GIVEN RECORDS:
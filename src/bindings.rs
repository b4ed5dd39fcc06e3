use crate::models::Category;
use crate::vendor::api::{
    OpName, OP_FETCH_BATTERY_OVERVIEW, OP_FETCH_FLIGHT_SNAPSHOT, OP_FETCH_PERCEPTION_OBSTACLE_DATA,
    OP_FETCH_POSITIONING_SNAPSHOT, OP_FETCH_VISION_ASSIST_STATUS, OP_GET_AIRCRAFT_BATTERY_STATE,
    OP_GET_FLIGHT_CONTROLLER_STATE, OP_GET_GPS_SIGNAL_STATUS, OP_GET_OBSTACLE_DATA,
    OP_GET_VISION_POSITIONING_INFO,
};
use crate::vendor::version::VendorApiVersion;

/// Associates one sensor category with the operation spellings that may
/// answer it, in preference order. Built once at startup from the
/// configured vendor version and read-only while polling. The category
/// doubles as the expected result shape: a candidate answering with a
/// different shape is rejected by the probe.
#[derive(Debug, Clone)]
pub struct ProviderBinding {
    pub category: Category,
    pub candidates: Vec<OpName>,
}

impl ProviderBinding {
    pub fn new(category: Category, candidates: Vec<OpName>) -> Self {
        ProviderBinding {
            category,
            candidates,
        }
    }
}

impl std::fmt::Display for ProviderBinding {
    fn fmt(&self, f: &mut std::fmt::Formatter<'_>) -> std::fmt::Result {
        let names: Vec<&str> = self.candidates.iter().map(|op| op.0).collect();
        write!(f, "({}: {})", self.category, names.join(" -> "))
    }
}

/// The full sweep configuration for one vendor release. On the older
/// release the legacy spelling leads and the newer one is the fallback;
/// from 5.11 on it is the other way around, because the vendor dropped
/// most legacy spellings there while keeping a deprecated battery alias.
pub fn profile(version: VendorApiVersion) -> Vec<ProviderBinding> {
    match version {
        VendorApiVersion::V5_8 => vec![
            ProviderBinding::new(
                Category::Vision,
                vec![OP_GET_VISION_POSITIONING_INFO, OP_FETCH_VISION_ASSIST_STATUS],
            ),
            ProviderBinding::new(
                Category::Obstacle,
                vec![OP_GET_OBSTACLE_DATA, OP_FETCH_PERCEPTION_OBSTACLE_DATA],
            ),
            ProviderBinding::new(
                Category::Gps,
                vec![OP_GET_GPS_SIGNAL_STATUS, OP_FETCH_POSITIONING_SNAPSHOT],
            ),
            ProviderBinding::new(
                Category::Battery,
                vec![OP_GET_AIRCRAFT_BATTERY_STATE, OP_FETCH_BATTERY_OVERVIEW],
            ),
            ProviderBinding::new(
                Category::Flight,
                vec![OP_GET_FLIGHT_CONTROLLER_STATE, OP_FETCH_FLIGHT_SNAPSHOT],
            ),
        ],
        VendorApiVersion::V5_11 => vec![
            ProviderBinding::new(
                Category::Vision,
                vec![OP_FETCH_VISION_ASSIST_STATUS, OP_GET_VISION_POSITIONING_INFO],
            ),
            ProviderBinding::new(
                Category::Obstacle,
                vec![OP_FETCH_PERCEPTION_OBSTACLE_DATA, OP_GET_OBSTACLE_DATA],
            ),
            ProviderBinding::new(
                Category::Gps,
                vec![OP_FETCH_POSITIONING_SNAPSHOT, OP_GET_GPS_SIGNAL_STATUS],
            ),
            ProviderBinding::new(
                Category::Battery,
                vec![OP_FETCH_BATTERY_OVERVIEW, OP_GET_AIRCRAFT_BATTERY_STATE],
            ),
            ProviderBinding::new(
                Category::Flight,
                vec![OP_FETCH_FLIGHT_SNAPSHOT, OP_GET_FLIGHT_CONTROLLER_STATE],
            ),
        ],
    }
}
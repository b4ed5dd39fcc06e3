use std::sync::Arc;

use thiserror::Error;
use tokio::sync::{mpsc, oneshot};
use tokio_util::sync::CancellationToken;
use tracing::{debug, error, info, warn};

use crate::vendor::api::{CandidateOutcome, OpArg, OpName, ProviderFault, ProviderValue};
use crate::vendor::providers::{ConnectionProvider, ProviderKind, ProviderSet};

#[derive(Error, Debug, Clone, PartialEq, Eq)]
pub enum CommandError {
    #[error("no aircraft connected")]
    Disconnected,
    #[error("no {0} provider bound")]
    NoProvider(ProviderKind),
    #[error("operation {0} is not supported by this aircraft")]
    NotSupported(OpName),
    #[error(transparent)]
    Fault(#[from] ProviderFault),
    #[error("command dispatcher is gone")]
    DispatchGone,
}

/// A single operation to run against one provider, with a reply slot for
/// the outcome.
pub struct CommandRequest {
    pub kind: ProviderKind,
    pub op: OpName,
    pub arg: OpArg,
    pub reply: oneshot::Sender<Result<ProviderValue, CommandError>>,
}

/// Caller-side handle for issuing commands to the dispatch task.
#[derive(Clone)]
pub struct CommandClient {
    tx_commands: mpsc::Sender<CommandRequest>,
}

impl CommandClient {
    pub fn new(tx_commands: mpsc::Sender<CommandRequest>) -> Self {
        Self { tx_commands }
    }

    /// Run one operation and wait for its outcome.
    pub async fn execute(
        &self,
        kind: ProviderKind,
        op: OpName,
        arg: OpArg,
    ) -> Result<ProviderValue, CommandError> {
        let (reply, rx_reply) = oneshot::channel();
        let request = CommandRequest {
            kind,
            op,
            arg,
            reply,
        };
        if self.tx_commands.send(request).await.is_err() {
            return Err(CommandError::DispatchGone);
        }
        match rx_reply.await {
            Err(_) => Err(CommandError::DispatchGone),
            Ok(result) => result,
        }
    }
}

/// Task: Serve command requests one at a time against the bound
/// providers. Can be cancelled.
#[tracing::instrument(skip_all)]
pub async fn task_dispatch_commands(
    token: CancellationToken,
    mut rx_commands: mpsc::Receiver<CommandRequest>,
    connection: Arc<dyn ConnectionProvider>,
    providers: Arc<ProviderSet>,
) {
    info!("Started.");
    loop {
        tokio::select! {
            _ = token.cancelled() => {
                warn!("Cancelled.");
                break;
            },
            request = rx_commands.recv() => {
                match request {
                    None => {
                        warn!("Command channel closed.");
                        break;
                    }
                    Some(request) => handle_command(connection.as_ref(), &providers, request),
                }
            }
        };
    }
}

#[tracing::instrument(skip_all, fields(op = %request.op))]
fn handle_command(
    connection: &dyn ConnectionProvider,
    providers: &ProviderSet,
    request: CommandRequest,
) {
    debug!("Got command {}{}.", request.op, request.arg);
    let result = run_command(connection, providers, request.kind, request.op, request.arg);
    match &result {
        Ok(_) => debug!("Command {} succeeded.", request.op),
        Err(e) => error!("Command {} failed. Error: {}", request.op, e),
    };
    if request.reply.send(result).is_err() {
        warn!("Command caller went away before the reply.");
    }
}

fn run_command(
    connection: &dyn ConnectionProvider,
    providers: &ProviderSet,
    kind: ProviderKind,
    op: OpName,
    arg: OpArg,
) -> Result<ProviderValue, CommandError> {
    if connection.active_device().is_none() {
        return Err(CommandError::Disconnected);
    }
    let provider = providers.get(kind).ok_or(CommandError::NoProvider(kind))?;
    match provider.invoke(op, arg) {
        CandidateOutcome::Found(value) => Ok(value),
        CandidateOutcome::NotSupported => Err(CommandError::NotSupported(op)),
        CandidateOutcome::Failed(fault) => Err(CommandError::Fault(fault)),
    }
}

#[cfg(test)]
mod tests {
    use super::*;
    use crate::vendor::api::{AvoidanceMode, OP_SET_COLLISION_AVOIDANCE_ENABLED};
    use crate::vendor::providers::DeviceModel;
    use crate::vendor::sim::SimDrone;
    use crate::vendor::version::VendorApiVersion;

    fn spawn_dispatcher(
        drone: &Arc<SimDrone>,
        providers: ProviderSet,
    ) -> (CommandClient, CancellationToken) {
        let (tx_commands, rx_commands) = mpsc::channel(16);
        let token = CancellationToken::new();
        tokio::spawn(task_dispatch_commands(
            token.clone(),
            rx_commands,
            drone.connection(),
            Arc::new(providers),
        ));
        (CommandClient::new(tx_commands), token)
    }

    #[tokio::test]
    async fn test_command_round_trip_mutates_the_aircraft() {
        let drone = SimDrone::new(DeviceModel::Mini3Pro, VendorApiVersion::V5_11);
        drone.set_connected(true);
        let (client, token) = spawn_dispatcher(&drone, drone.providers());

        let value = client
            .execute(
                ProviderKind::Perception,
                OP_SET_COLLISION_AVOIDANCE_ENABLED,
                OpArg::Flag(false),
            )
            .await
            .unwrap();

        match value {
            ProviderValue::Vision(sample) => {
                assert_eq!(sample.avoidance_mode, AvoidanceMode::Disabled);
            }
            other => panic!("expected a vision echo, got {:?}", other),
        }
        token.cancel();
    }

    #[tokio::test]
    async fn test_disconnected_command_is_rejected() {
        let drone = SimDrone::new(DeviceModel::Mini3Pro, VendorApiVersion::V5_11);
        let (client, token) = spawn_dispatcher(&drone, drone.providers());

        let result = client
            .execute(
                ProviderKind::Perception,
                OP_SET_COLLISION_AVOIDANCE_ENABLED,
                OpArg::Flag(true),
            )
            .await;

        assert_eq!(result, Err(CommandError::Disconnected));
        token.cancel();
    }

    #[tokio::test]
    async fn test_unsupported_operation_is_reported() {
        let drone = SimDrone::new(DeviceModel::Mini3, VendorApiVersion::V5_8);
        drone.set_connected(true);
        let (client, token) = spawn_dispatcher(&drone, drone.providers());

        // 5.8 firmware only knows the old spelling.
        let result = client
            .execute(
                ProviderKind::Perception,
                OP_SET_COLLISION_AVOIDANCE_ENABLED,
                OpArg::Flag(true),
            )
            .await;

        assert_eq!(
            result,
            Err(CommandError::NotSupported(OP_SET_COLLISION_AVOIDANCE_ENABLED))
        );
        token.cancel();
    }

    #[tokio::test]
    async fn test_vendor_fault_passes_through() {
        let drone = SimDrone::new(DeviceModel::Mini3Pro, VendorApiVersion::V5_11);
        drone.set_connected(true);
        let fault = ProviderFault::new(6100, "gimbal obstruction");
        drone.inject_fault(ProviderKind::Perception, fault.clone());
        let (client, token) = spawn_dispatcher(&drone, drone.providers());

        let result = client
            .execute(
                ProviderKind::Perception,
                OP_SET_COLLISION_AVOIDANCE_ENABLED,
                OpArg::Flag(true),
            )
            .await;

        assert_eq!(result, Err(CommandError::Fault(fault)));
        token.cancel();
    }

    #[tokio::test]
    async fn test_missing_provider_is_reported() {
        let drone = SimDrone::new(DeviceModel::Mini3Pro, VendorApiVersion::V5_11);
        drone.set_connected(true);
        let (client, token) = spawn_dispatcher(&drone, ProviderSet::new());

        let result = client
            .execute(
                ProviderKind::Battery,
                OP_SET_COLLISION_AVOIDANCE_ENABLED,
                OpArg::Flag(true),
            )
            .await;

        assert_eq!(
            result,
            Err(CommandError::NoProvider(ProviderKind::Battery))
        );
        token.cancel();
    }

    #[tokio::test]
    async fn test_client_detects_a_dead_dispatcher() {
        let (tx_commands, rx_commands) = mpsc::channel(16);
        drop(rx_commands);
        let client = CommandClient::new(tx_commands);

        let result = client
            .execute(
                ProviderKind::Perception,
                OP_SET_COLLISION_AVOIDANCE_ENABLED,
                OpArg::Flag(true),
            )
            .await;

        assert_eq!(result, Err(CommandError::DispatchGone));
    }
}
use mentorhub_domain::{PermissionResolver, Role, SessionRole};

/// Handle for one in-flight role fetch.
///
/// Only the ticket issued by the latest [`SessionRoleTracker::begin`] call
/// may settle the tracker.
#[derive(Debug, PartialEq, Eq)]
pub struct RoleFetchTicket {
    generation: u64,
    subject: String,
}

impl RoleFetchTicket {
    /// Returns the subject this fetch is for.
    #[must_use]
    pub fn subject(&self) -> &str {
        self.subject.as_str()
    }
}

/// Per-consumer role state that restarts whenever the subject changes.
///
/// With no subject the tracker settles on guest without fetching. Consumers
/// that run fetches concurrently call `begin` and `complete` directly; only
/// then can a late fetch be superseded.
#[derive(Debug, Clone)]
pub struct SessionRoleTracker {
    resolver: PermissionResolver,
    subject: Option<String>,
    generation: u64,
    snapshot: SessionRole,
}

impl SessionRoleTracker {
    /// Creates a tracker with no subject.
    #[must_use]
    pub fn new(resolver: PermissionResolver) -> Self {
        let snapshot = SessionRole::ready(Role::Guest, &resolver);
        Self {
            resolver,
            subject: None,
            generation: 0,
            snapshot,
        }
    }

    /// Returns the current snapshot.
    #[must_use]
    pub fn snapshot(&self) -> SessionRole {
        self.snapshot
    }

    /// Returns the subject the tracker currently follows.
    #[must_use]
    pub fn subject(&self) -> Option<&str> {
        self.subject.as_deref()
    }

    /// Returns whether `subject` differs from the followed subject.
    #[must_use]
    pub fn needs_fetch(&self, subject: Option<&str>) -> bool {
        self.subject.as_deref() != subject
    }

    /// Switches to `subject` and invalidates any pending fetch.
    ///
    /// Returns a ticket when a fetch is needed, `None` when the subject was
    /// cleared.
    pub fn begin(&mut self, subject: Option<&str>) -> Option<RoleFetchTicket> {
        self.generation += 1;
        self.subject = subject.map(ToOwned::to_owned);

        match subject {
            Some(subject) => {
                self.snapshot = SessionRole::loading(&self.resolver);
                Some(RoleFetchTicket {
                    generation: self.generation,
                    subject: subject.to_owned(),
                })
            }
            None => {
                self.snapshot = SessionRole::ready(Role::Guest, &self.resolver);
                None
            }
        }
    }

    /// Applies a fetched snapshot if `ticket` is still current.
    ///
    /// Returns `false` and leaves the state untouched for superseded tickets.
    pub fn complete(&mut self, ticket: RoleFetchTicket, snapshot: SessionRole) -> bool {
        if ticket.generation != self.generation {
            return false;
        }

        self.snapshot = snapshot;
        true
    }
}
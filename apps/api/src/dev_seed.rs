use mentorhub_application::UserDirectoryRepository;
use mentorhub_core::AppResult;
use mentorhub_domain::{DirectoryUser, Role};
use tracing::info;

/// Ensures the configured operator subject holds the top role.
///
/// Runs outside the role-change rules: there is no actor above the first
/// super admin to authorize the grant.
pub async fn seed_super_admin(
    repository: &dyn UserDirectoryRepository,
    subject: &str,
) -> AppResult<()> {
    let profile = repository
        .ensure_user(DirectoryUser::new(subject, subject, None, None, false)?)
        .await?;

    if profile.role() != Role::SuperAdmin {
        repository.save_role(subject, Role::SuperAdmin).await?;
        info!(subject, previous_role = %profile.role(), "seeded super admin");
    }

    Ok(())
}

#[cfg(test)]
mod tests {
    use mentorhub_application::UserDirectoryRepository;
    use mentorhub_domain::{DirectoryUser, Role};
    use mentorhub_infrastructure::InMemoryUserDirectory;

    use super::seed_super_admin;

    #[tokio::test]
    async fn seed_creates_and_promotes_subject() {
        let directory = InMemoryUserDirectory::new();

        assert!(seed_super_admin(&directory, "owner").await.is_ok());

        let stored = directory.find_user("owner").await;
        assert_eq!(
            stored.ok().flatten().map(|user| user.role()),
            Some(Role::SuperAdmin)
        );
    }

    #[tokio::test]
    async fn seed_promotes_existing_profile_and_keeps_name() {
        let existing = DirectoryUser::new("owner", "Owner", None, Some("mentor".to_owned()), false)
            .unwrap_or_else(|_| panic!("test user"));
        let directory = InMemoryUserDirectory::with_users([existing]);

        assert!(seed_super_admin(&directory, "owner").await.is_ok());

        let stored = directory.find_user("owner").await.ok().flatten();
        assert_eq!(stored.as_ref().map(DirectoryUser::role), Some(Role::SuperAdmin));
        assert_eq!(stored.as_ref().map(DirectoryUser::display_name), Some("Owner"));
    }
}
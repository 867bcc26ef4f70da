use async_trait::async_trait;
use mentorhub_core::AppResult;
use mentorhub_domain::{DirectoryUser, Role};

/// Port over the external user profile store.
///
/// Each user document holds a single nullable role string. Reads return it
/// verbatim; parsing and the guest fallback happen in the callers.
#[async_trait]
pub trait UserDirectoryRepository: Send + Sync {
    /// Returns the raw role field of a user, `None` when the document or field is absent.
    async fn find_role_value(&self, subject: &str) -> AppResult<Option<String>>;

    /// Finds one user profile.
    async fn find_user(&self, subject: &str) -> AppResult<Option<DirectoryUser>>;

    /// Returns whether the profile of `subject` exists and is suspended.
    async fn is_suspended(&self, subject: &str) -> AppResult<bool> {
        Ok(self
            .find_user(subject)
            .await?
            .is_some_and(|user| user.is_suspended()))
    }

    /// Inserts `user` unless a profile with the same subject exists; returns the stored profile.
    async fn ensure_user(&self, user: DirectoryUser) -> AppResult<DirectoryUser>;

    /// Lists all user profiles ordered by subject.
    async fn list_users(&self) -> AppResult<Vec<DirectoryUser>>;

    /// Writes a new role value for an existing user.
    async fn save_role(&self, subject: &str, role: Role) -> AppResult<()>;

    /// Sets or clears the suspension flag of an existing user.
    async fn set_suspended(&self, subject: &str, suspended: bool) -> AppResult<()>;
}
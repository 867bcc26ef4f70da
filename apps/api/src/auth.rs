use axum::extract::State;
use axum::http::StatusCode;
use axum::{Extension, Json};
use mentorhub_core::{AppError, UserIdentity};
use tower_sessions::Session;
use tracing::info;

use crate::dto::{BootstrapRequest, UserIdentityResponse};
use crate::error::ApiResult;
use crate::state::AppState;

pub const SESSION_USER_KEY: &str = "user_identity";

pub async fn bootstrap_handler(
    State(state): State<AppState>,
    session: Session,
    Json(payload): Json<BootstrapRequest>,
) -> ApiResult<StatusCode> {
    if payload.token != state.bootstrap_token {
        return Err(AppError::Unauthorized("invalid bootstrap token".to_owned()).into());
    }

    let display_name = payload
        .display_name
        .filter(|value| !value.trim().is_empty())
        .unwrap_or_else(|| payload.subject.clone());
    let identity = UserIdentity::new(payload.subject, display_name, payload.email);

    let profile = state.user_admin_service.ensure_profile(&identity).await?;

    session
        .cycle_id()
        .await
        .map_err(|error| AppError::Internal(format!("failed to cycle session id: {error}")))?;

    session
        .insert(SESSION_USER_KEY, &identity)
        .await
        .map_err(|error| {
            AppError::Internal(format!("failed to persist session identity: {error}"))
        })?;

    info!(subject = identity.subject(), role = %profile.role(), "bootstrap login");

    Ok(StatusCode::NO_CONTENT)
}

pub async fn logout_handler(session: Session) -> ApiResult<StatusCode> {
    session
        .delete()
        .await
        .map_err(|error| AppError::Internal(format!("failed to delete session: {error}")))?;

    Ok(StatusCode::NO_CONTENT)
}

pub async fn me_handler(
    State(state): State<AppState>,
    Extension(identity): Extension<UserIdentity>,
) -> ApiResult<Json<UserIdentityResponse>> {
    let session_role = state.user_admin_service.session_role(&identity).await;

    Ok(Json(UserIdentityResponse::from_identity_with_role(
        identity,
        &session_role,
        &state.resolver,
    )))
}
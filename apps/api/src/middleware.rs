use axum::extract::{Request, State};
use axum::http::{HeaderMap, HeaderValue, Method, header};
use axum::middleware::Next;
use axum::response::Response;
use mentorhub_core::{AppError, UserIdentity};
use tower_sessions::Session;

use crate::auth::SESSION_USER_KEY;
use crate::error::ApiResult;
use crate::state::AppState;

pub async fn require_auth(
    session: Session,
    mut request: Request,
    next: Next,
) -> ApiResult<Response> {
    let identity = session
        .get::<UserIdentity>(SESSION_USER_KEY)
        .await
        .map_err(|error| AppError::Internal(format!("failed to read session identity: {error}")))?
        .ok_or_else(|| AppError::Unauthorized("authentication required".to_owned()))?;

    request.extensions_mut().insert(identity);
    Ok(next.run(request).await)
}

pub async fn require_same_origin_for_mutations(
    State(state): State<AppState>,
    request: Request,
    next: Next,
) -> ApiResult<Response> {
    if is_state_changing_method(request.method()) {
        check_same_origin(request.headers(), &state.frontend_url)?;
    }

    Ok(next.run(request).await)
}

fn check_same_origin(headers: &HeaderMap, allowed_origin: &str) -> Result<(), AppError> {
    if headers
        .get("sec-fetch-site")
        .is_some_and(|fetch_site| fetch_site == HeaderValue::from_static("cross-site"))
    {
        return Err(AppError::Unauthorized("cross-site request blocked".to_owned()));
    }

    let origin = headers
        .get(header::ORIGIN)
        .and_then(|value| value.to_str().ok())
        .unwrap_or_default();
    let referer = headers
        .get(header::REFERER)
        .and_then(|value| value.to_str().ok())
        .unwrap_or_default();

    if origin != allowed_origin && !is_same_origin_referer(referer, allowed_origin) {
        return Err(AppError::Unauthorized("origin validation failed".to_owned()));
    }

    Ok(())
}

fn is_same_origin_referer(referer: &str, allowed_origin: &str) -> bool {
    referer == allowed_origin
        || referer
            .strip_prefix(allowed_origin)
            .is_some_and(|rest| rest.starts_with('/'))
}

fn is_state_changing_method(method: &Method) -> bool {
    matches!(
        *method,
        Method::POST | Method::PUT | Method::PATCH | Method::DELETE
    )
}

#[cfg(test)]
mod tests {
    use axum::http::{HeaderMap, HeaderValue, Method, header};

    use super::{check_same_origin, is_state_changing_method};

    const FRONTEND: &str = "http://localhost:3000";

    #[test]
    fn matching_origin_is_accepted() {
        let mut headers = HeaderMap::new();
        headers.insert(header::ORIGIN, HeaderValue::from_static(FRONTEND));

        assert!(check_same_origin(&headers, FRONTEND).is_ok());
    }

    #[test]
    fn referer_under_frontend_origin_is_accepted() {
        let mut headers = HeaderMap::new();
        headers.insert(
            header::REFERER,
            HeaderValue::from_static("http://localhost:3000/admin/users"),
        );

        assert!(check_same_origin(&headers, FRONTEND).is_ok());
    }

    #[test]
    fn lookalike_referer_host_is_blocked() {
        let mut headers = HeaderMap::new();
        headers.insert(
            header::REFERER,
            HeaderValue::from_static("http://localhost:3000.evil.example/attack"),
        );

        assert!(check_same_origin(&headers, FRONTEND).is_err());
    }

    #[test]
    fn referer_with_other_port_is_blocked() {
        let mut headers = HeaderMap::new();
        headers.insert(
            header::REFERER,
            HeaderValue::from_static("http://localhost:30001/admin"),
        );

        assert!(check_same_origin(&headers, FRONTEND).is_err());
    }

    #[test]
    fn cross_site_fetch_is_blocked() {
        let mut headers = HeaderMap::new();
        headers.insert(header::ORIGIN, HeaderValue::from_static(FRONTEND));
        headers.insert("sec-fetch-site", HeaderValue::from_static("cross-site"));

        assert!(check_same_origin(&headers, FRONTEND).is_err());
    }

    #[test]
    fn missing_origin_is_blocked() {
        assert!(check_same_origin(&HeaderMap::new(), FRONTEND).is_err());
    }

    #[test]
    fn only_mutations_are_checked() {
        assert!(is_state_changing_method(&Method::PUT));
        assert!(is_state_changing_method(&Method::POST));
        assert!(!is_state_changing_method(&Method::GET));
    }
}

WORK ITEM: When the word "AppError" appears in a line of the listing, copy that line.

EXPECTED ANSWER:
use mentorhub_core::{AppError, UserIdentity};
        return Err(AppError::Unauthorized("invalid bootstrap token".to_owned()).into());
        .map_err(|error| AppError::Internal(format!("failed to cycle session id: {error}")))?;
            AppError::Internal(format!("failed to persist session identity: {error}"))
        .map_err(|error| AppError::Internal(format!("failed to delete session: {error}")))?;
use mentorhub_core::{AppError, UserIdentity};
        .map_err(|error| AppError::Internal(format!("failed to read session identity: {error}")))?
        .ok_or_else(|| AppError::Unauthorized("authentication required".to_owned()))?;
fn check_same_origin(headers: &HeaderMap, allowed_origin: &str) -> Result<(), AppError> {
        return Err(AppError::Unauthorized("cross-site request blocked".to_owned()));
        return Err(AppError::Unauthorized("origin validation failed".to_owned()));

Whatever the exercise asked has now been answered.